Extended Data Fig. 6. Mechanical reinforcement of Lmna KO myonuclei by microtubule stabilization reduces nuclear damage.

(a) Representative image of nuclear deformation following microharpoon strain application in Lmna KO myotubes at day five of differentiation. Myotubes were treated for 24 hours with either paclitaxel or DMSO control. Yellow dotted line denotes the perimeter of the nucleus prior to strain application. Scale bar: 20μm. Similar results were obtained in >10 nuclei in at least three independent experiments (see panel b). (b) Quantification of nuclear strain in Lmna WT and Lmna KO myofibers using microharpoon assay following 24 hours of treatment with 50 nM paclitaxel or DMSO vehicle control. Data points are from n nuclei per genotype and condition from three independent experiments. Significance determined by two-way ANOVA (genotype; drug treatment), using Tukey’s correction for multiple comparisons. (c) Quantification of chromatin protrusions at day 7 of differentiation, following treatment with paclitaxel (50 nM) or DMSO starting at day 4 of differentiation.
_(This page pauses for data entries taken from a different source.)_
use super::{FilterState, Slot};
use crate::error::CoreError;
use crate::gateway::{Gateways, SubscriptionGateway};
use crate::model::{Domain, DomainId, NewRequest, SubscriptionRequest, SubscriptionStatus};
use crate::notify::Notifier;
use crate::projection::{Searchable, project};
use crate::session::Session;
use crate::sync::SyncController;
use crate::validation;

const LOAD_FAILED: &str = "Error loading domains. Please try again.";
const SUBMITTED: &str = "Subscription request submitted successfully!";
const SUBMIT_FAILED: &str = "Failed to submit request";
const CANCELLED: &str = "Request cancelled successfully";
const CANCEL_FAILED: &str = "Error cancelling request";

/// Status filter choices, lower-case as shown on the catalog.
pub const STATUS_CHOICES: [&str; 3] = ["pending", "approved", "rejected"];

/// One domain and the session user's request for it, if any.
#[derive(Debug, Clone, PartialEq, Eq)]
pub struct CatalogEntry {
    pub domain: Domain,
    pub request: Option<SubscriptionRequest>,
    /// Lower-case request status, `None` when never requested.
    pub status: Option<String>,
}

impl CatalogEntry {
    fn new(domain: Domain, request: Option<SubscriptionRequest>) -> Self {
        let status = request.as_ref().map(|r| r.status.lower());
        Self {
            domain,
            request,
            status,
        }
    }

    /// No request yet, so access can be asked for.
    pub fn can_request(&self) -> bool {
        self.request.is_none()
    }

    /// Only a pending request can be withdrawn.
    pub fn can_cancel(&self) -> bool {
        self.request.as_ref().is_some_and(SubscriptionRequest::is_pending)
    }
}

impl Searchable for CatalogEntry {
    fn search_fields(&self) -> Vec<&str> {
        vec![self.domain.name.as_str(), self.domain.description.as_str()]
    }

    fn status(&self) -> Option<&str> {
        self.status.as_deref()
    }
}

/// Join domains with the user's requests on domain id.
fn join(domains: Vec<Domain>, requests: Vec<SubscriptionRequest>) -> Vec<CatalogEntry> {
    let mut by_domain: HashMap<DomainId, SubscriptionRequest> = HashMap::new();
    for r in requests {
        if let Some(id) = r.domain_id.clone() {
            by_domain.entry(id).or_insert(r);
        }
    }
    domains
        .into_iter()
        .map(|d| {
            let request = by_domain.remove(&d.id);
            CatalogEntry::new(d, request)
        })
        .collect()
}

/// Per-status counts over the whole catalog.
#[derive(Debug, Clone, Copy, Default, PartialEq, Eq)]
pub struct CatalogCounts {
    pub total: usize,
    pub pending: usize,
    pub approved: usize,
    pub rejected: usize,
}

/// The "request access" dialog.
#[derive(Debug, Clone, PartialEq, Eq)]
pub struct RequestDialog {
    pub domain: Domain,
    pub reason: String,
    /// Shown inside the dialog: validation text or the server's message.
    pub error: Option<String>,
}

pub struct Catalog {
    notifier: Notifier,
    session: Session,
    entries: SyncController<CatalogEntry>,
    gateway: Arc<dyn SubscriptionGateway>,
    filter: FilterState,
    dialog: Slot<RequestDialog>,
}

impl Catalog {
    pub fn new(gateways: &Gateways, notifier: Notifier, session: Session) -> Self {
        let gateway = Arc::clone(&gateways.subscriptions);
        let domains = Arc::clone(&gateways.domains);
        let requests = Arc::clone(&gateway);
        let email = session.email.clone();
        let entries = SyncController::new("catalog", LOAD_FAILED, notifier.clone(), move || {
            let domains = Arc::clone(&domains);
            let requests = Arc::clone(&requests);
            let email = email.clone();
            async move {
                let (d, r) = tokio::try_join!(domains.list_domains(), requests.list_for_user(email))?;
                Ok(join(d, r))
            }
        });
        Self {
            notifier,
            session,
            entries,
            gateway,
            filter: FilterState::default(),
            dialog: Slot::default(),
        }
    }

    pub fn notifier(&self) -> &Notifier {
        &self.notifier
    }

    pub fn session(&self) -> &Session {
        &self.session
    }

    pub fn entries(&self) -> &SyncController<CatalogEntry> {
        &self.entries
    }

    pub fn filter(&self) -> &FilterState {
        &self.filter
    }

    pub fn dialog(&self) -> &Slot<RequestDialog> {
        &self.dialog
    }

    pub async fn load(&self) -> Result<(), CoreError> {
        self.entries.refresh().await
    }

    pub fn visible(&self) -> Vec<Arc<CatalogEntry>> {
        let filter = self.filter.get();
        project(&self.entries.items(), &filter.search, &filter.status)
    }

    pub fn counts(&self) -> CatalogCounts {
        let items = self.entries.items();
        let count = |s: &str| items.iter().filter(|e| e.status.as_deref() == Some(s)).count();
        CatalogCounts {
            total: items.len(),
            pending: count("pending"),
            approved: count("approved"),
            rejected: count("rejected"),
        }
    }

    fn entry(&self, id: &DomainId) -> Result<Arc<CatalogEntry>, CoreError> {
        self.entries
            .items()
            .iter()
            .find(|e| &e.domain.id == id)
            .cloned()
            .ok_or_else(|| CoreError::NotFound {
                message: Some(format!("Domain {id} not found")),
            })
    }

    // ── Request access ───────────────────────────────────────────────

    pub fn open_request(&self, id: &DomainId) -> Result<(), CoreError> {
        let entry = self.entry(id)?;
        if !entry.can_request() {
            return Err(CoreError::validation("Access to this domain was already requested"));
        }
        self.dialog.open(RequestDialog {
            domain: entry.domain.clone(),
            reason: String::new(),
            error: None,
        });
        Ok(())
    }

    pub fn set_reason(&self, reason: impl Into<String>) {
        let reason = reason.into();
        self.dialog.update(|d| d.reason = reason);
    }

    pub fn close_request(&self) {
        self.dialog.close();
    }

    /// Submit the open request. Errors stay visible inside the dialog.
    pub async fn submit_request(&self) -> Result<SubscriptionRequest, CoreError> {
        let Some(dialog) = self.dialog.get() else {
            return Err(CoreError::validation("No domain selected"));
        };
        if let Err(err) = validation::request_reason(&dialog.reason) {
            let message = err.user_message("");
            self.dialog.update(|d| d.error = Some(message.clone()));
            self.notifier.validation(message);
            return Err(err);
        }

        let request = NewRequest {
            domain_id: dialog.domain.id.clone(),
            domain_name: dialog.domain.name.clone(),
            reason: dialog.reason.clone(),
            user_name: self.session.name.clone(),
            user_email: self.session.email.clone(),
            user_department: self.session.department.clone(),
            user_role: Some(self.session.role.to_string()),
        };
        match self
            .entries
            .mutate(self.gateway.create_request(request), SUBMITTED, SUBMIT_FAILED)
            .await
        {
            Ok(created) => {
                self.dialog.close();
                Ok(created)
            }
            Err(err) => {
                let message = err.user_message(SUBMIT_FAILED);
                self.dialog.update(|d| d.error = Some(message));
                Err(err)
            }
        }
    }

    // ── Cancel ───────────────────────────────────────────────────────

    /// Withdraw the user's pending request for a domain.
    pub async fn cancel_request(&self, id: &DomainId) -> Result<(), CoreError> {
        let entry = self.entry(id)?;
        let Some(request) = entry.request.as_ref().filter(|r| r.status == SubscriptionStatus::Pending)
        else {
            let err = CoreError::validation("Only pending requests can be cancelled");
            self.notifier.validation(err.user_message(""));
            return Err(err);
        };
        self.entries
            .mutate(
                self.gateway.cancel(request.id.clone(), self.session.email.clone()),
                CANCELLED,
                CANCEL_FAILED,
            )
            .await
    }

    pub fn discard(&self) {
        self.entries.discard();
        self.notifier.dismiss();
    }
}
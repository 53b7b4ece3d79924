//! Horizontal filter bar, e.g. `All  [Pending]  Approved  Rejected`.

use ratatui::style::Modifier;
use ratatui::text::{Line, Span};

use rwtool_core::StatusFilter;

use crate::theme;

/// Render labels inline with the active one bracketed and highlighted.
pub fn render_sub_tabs<'a>(labels: &[&'a str], active_index: usize) -> Line<'a> {
    let mut spans = Vec::with_capacity(labels.len() * 2);

    for (i, label) in labels.iter().enumerate() {
        if i > 0 {
            spans.push(Span::styled("  ", theme::key_hint()));
        }
        if i == active_index {
            spans.push(Span::styled(
                format!("[{label}]"),
                theme::tab_active().add_modifier(Modifier::BOLD),
            ));
        } else {
            spans.push(Span::styled(*label, theme::tab_inactive()));
        }
    }

    Line::from(spans)
}

/// Filter bar for a status filter over `choices`, with `All` first.
pub fn status_tabs(choices: &[&'static str], status: &StatusFilter) -> Line<'static> {
    let mut labels = vec!["All"];
    labels.extend_from_slice(choices);
    let active = match status {
        StatusFilter::All => 0,
        StatusFilter::Only(wanted) => choices
            .iter()
            .position(|c| c.eq_ignore_ascii_case(wanted))
            .map_or(0, |i| i + 1),
    };
    render_sub_tabs(&labels, active)
}

#[cfg(test)]
mod tests {
    use super::*;

    fn text(line: &Line<'_>) -> String {
        line.spans.iter().map(|s| s.content.as_ref()).collect()
    }

    #[test]
    fn active_choice_is_bracketed() {
        let line = status_tabs(&["Pending", "Approved"], &StatusFilter::Only("pending".into()));
        assert_eq!(text(&line), "All  [Pending]  Approved");
    }

    #[test]
    fn all_is_first() {
        let line = status_tabs(&["Pending"], &StatusFilter::All);
        assert_eq!(text(&line), "[All]  Pending");
    }
}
Data based on n independent experiments per condition. Significance determined by one-way ANOVA, using Tukey’s correction for multiple comparisons. (d) Quantification of cGAS-mCherry foci formation during 10 myofiber differentiation following treatment with paclitaxel (10 nM) or DMSO control, starting at day 5 of differentiation. Data based on n = 3 independent experiments. All bar plots show mean value ± standard error of the mean.